28.Compte tenu des précédentes observations finales du Comité, fournir des renseignements à jour sur les mesures que l’État partie a prises pour répondre à la menace d’actes terroristes. Indiquer si elles ont porté atteinte aux garanties relatives aux droits de l’homme en droit et dans la pratique et, si tel est le cas, de quelle manière. Indiquer comment l’État partie assure la compatibilité de ces mesures avec toutes les obligations mises à sa charge par le droit international, en particulier la Convention. Indiquer quelle formation est fournie aux agents de la force publique dans ce domaine, le nombre de personnes condamnées en application de la législation adoptée pour lutter contre le terrorisme, les garanties juridiques assurées et les voies de recours ouvertes, en droit et dans la pratique, aux personnes visées par des mesures antiterroristes. Préciser si des plaintes pour non-respect des règles internationales dans l’application des mesures de lutte contre le terrorisme ont été déposées et, dans l’affirmative, indiquer quelle en a été l’issue. Fournir des informations sur les mesures prises pour réviser la législation afin de lever toute ambiguïté concernant la définition des infractions relatives au terrorisme, de la sécurité nationale, de l’ordre public et de la radicalisation. Décrire ce qui est fait pour s’assurer que la décision de soumettre des détenus dits « radicalisés » à des restrictions considérables dans le cadre de mesures ou régimes de sécurité ou dans des sections dédiées (Deradex) repose sur une évaluation individualisée, fondée sur des critères précis et objectifs, s’appuie sur des informations crédibles, concrètes, complètes et actualisées qui montrent que la mesure est nécessaire et proportionnée, et fait l’objet d’un réexamen périodique par une entité indépendante et impartiale.

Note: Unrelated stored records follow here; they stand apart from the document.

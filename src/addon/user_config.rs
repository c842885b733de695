use serde::{Deserialize, Serialize};
use tracing::{debug, warn};

use crate::errors::DecodeError;
use crate::utils::{is_http_url, redact_url};

const MAX_LOGGED_VALUE_LEN: usize = 64;

/// Decoded configuration segment
#[derive(Debug, Clone, Default, PartialEq, Eq, Serialize, Deserialize)]
pub struct UserConfig {
    #[serde(default)]
    pub m3u: Option<String>,
}

impl UserConfig {
    /// Configured playlist URL, `None` when absent or blank
    pub fn playlist_url(&self) -> Option<&str> {
        self.m3u.as_deref().map(str::trim).filter(|url| !url.is_empty())
    }
}

/// Decode a configuration path segment.
///
/// The segment is expected to be already percent-decoded by the router and is
/// either a JSON object with an `m3u` field or a bare http(s) URL. Segments
/// that are still percent-encoded are decoded once more before giving up.
pub fn decode_user_config(segment: &str) -> Result<UserConfig, DecodeError> {
    match decode_plain(segment) {
        Err(err) if segment.contains('%') => {
            let decoded = urlencoding::decode(segment)?;
            if decoded == segment {
                return Err(err);
            }
            decode_plain(&decoded)
        }
        result => result,
    }
}

fn decode_plain(segment: &str) -> Result<UserConfig, DecodeError> {
    let value = segment.trim();
    if value.is_empty() {
        return Ok(UserConfig::default());
    }
    if value.starts_with('{') {
        return Ok(serde_json::from_str(value)?);
    }
    if is_http_url(value) {
        return Ok(UserConfig {
            m3u: Some(value.to_string()),
        });
    }
    Err(DecodeError::not_a_url(truncate_for_log(value)))
}

/// Resolve the playlist URL for one request.
///
/// Absent, blank or undecodable configuration falls back to `default_url`.
pub fn effective_playlist_url(segment: Option<&str>, default_url: &str) -> String {
    let Some(segment) = segment else {
        return default_url.to_string();
    };

    match decode_user_config(segment) {
        Ok(config) => match config.playlist_url() {
            Some(url) => {
                debug!("Using configured playlist: {}", redact_url(url));
                url.to_string()
            }
            None => default_url.to_string(),
        },
        Err(e) => {
            warn!("Ignoring undecodable addon configuration, using default playlist: {}", e);
            default_url.to_string()
        }
    }
}

fn truncate_for_log(value: &str) -> String {
    if value.chars().count() <= MAX_LOGGED_VALUE_LEN {
        value.to_string()
    } else {
        let mut truncated: String = value.chars().take(MAX_LOGGED_VALUE_LEN).collect();
        truncated.push('…');
        truncated
    }
}

#[cfg(test)]
mod tests {
    use super::*;

    const DEFAULT: &str = "http://default/list.m3u";

    #[test]
    fn test_json_object_with_m3u_field() {
        let config = decode_user_config(r#"{"m3u":"http://a/list.m3u"}"#).unwrap();
        assert_eq!(config.playlist_url(), Some("http://a/list.m3u"));
    }

    #[test]
    fn test_json_without_m3u_field() {
        let config = decode_user_config(r#"{"other":1}"#).unwrap();
        assert_eq!(config.playlist_url(), None);
    }

    #[test]
    fn test_raw_url_segment() {
        let config = decode_user_config("https://a/list.m3u?token=x").unwrap();
        assert_eq!(config.playlist_url(), Some("https://a/list.m3u?token=x"));
    }

    #[test]
    fn test_still_encoded_segment_is_decoded_once() {
        let encoded = urlencoding::encode(r#"{"m3u":"http://a/list.m3u"}"#).into_owned();
        let config = decode_user_config(&encoded).unwrap();
        assert_eq!(config.playlist_url(), Some("http://a/list.m3u"));

        let encoded = urlencoding::encode("http://a/list.m3u").into_owned();
        let config = decode_user_config(&encoded).unwrap();
        assert_eq!(config.playlist_url(), Some("http://a/list.m3u"));
    }

    #[test]
    fn test_decoded_url_keeps_its_own_escapes() {
        let config = decode_user_config(r#"{"m3u":"http://a/my%20list.m3u"}"#).unwrap();
        assert_eq!(config.playlist_url(), Some("http://a/my%20list.m3u"));
    }

    #[test]
    fn test_malformed_values_are_errors() {
        assert!(matches!(
            decode_user_config("{not json"),
            Err(DecodeError::Json(_))
        ));
        assert!(matches!(
            decode_user_config(r#"{"m3u":42}"#),
            Err(DecodeError::Json(_))
        ));
        assert!(matches!(
            decode_user_config("garbage"),
            Err(DecodeError::NotAUrl { .. })
        ));
        assert!(decode_user_config("%7Bbroken").is_err());
        assert!(decode_user_config("%FF%FE").is_err());
    }

    #[test]
    fn test_effective_url_prefers_configuration() {
        assert_eq!(
            effective_playlist_url(Some(r#"{"m3u":"http://a/list.m3u"}"#), DEFAULT),
            "http://a/list.m3u"
        );
        assert_eq!(
            effective_playlist_url(Some("http://b/list.m3u"), DEFAULT),
            "http://b/list.m3u"
        );
    }

    #[test]
    fn test_effective_url_falls_back_to_default() {
        assert_eq!(effective_playlist_url(None, DEFAULT), DEFAULT);
        assert_eq!(effective_playlist_url(Some(""), DEFAULT), DEFAULT);
        assert_eq!(effective_playlist_url(Some(r#"{"m3u":""}"#), DEFAULT), DEFAULT);
        assert_eq!(effective_playlist_url(Some(r#"{"m3u":"  "}"#), DEFAULT), DEFAULT);
        assert_eq!(effective_playlist_url(Some("{broken"), DEFAULT), DEFAULT);
        assert_eq!(effective_playlist_url(Some("garbage"), DEFAULT), DEFAULT);
    }

    #[test]
    fn test_long_values_are_truncated_in_errors() {
        let long = "x".repeat(200);
        let err = decode_user_config(&long).unwrap_err();
        assert!(err.to_string().len() < 120);
    }
}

Renseignements d’ordre général sur les autres mesures et faits nouveaux concernant la mise en œuvre de la Convention dans l’État partie

29.Donner des informations détaillées sur toute autre mesure pertinente d’ordre législatif, administratif, judiciaire ou autre qui a été prise depuis l’examen du précédent rapport périodique de l’État partie pour mettre en œuvre les dispositions de la Convention ou pour donner suite aux recommandations du Comité. Il peut s’agir aussi de changements institutionnels et de plans ou programmes mis en place. Préciser les ressources allouées à cette fin et fournir des données statistiques. Communiquer également tout autre renseignement que l’État partie estime utile.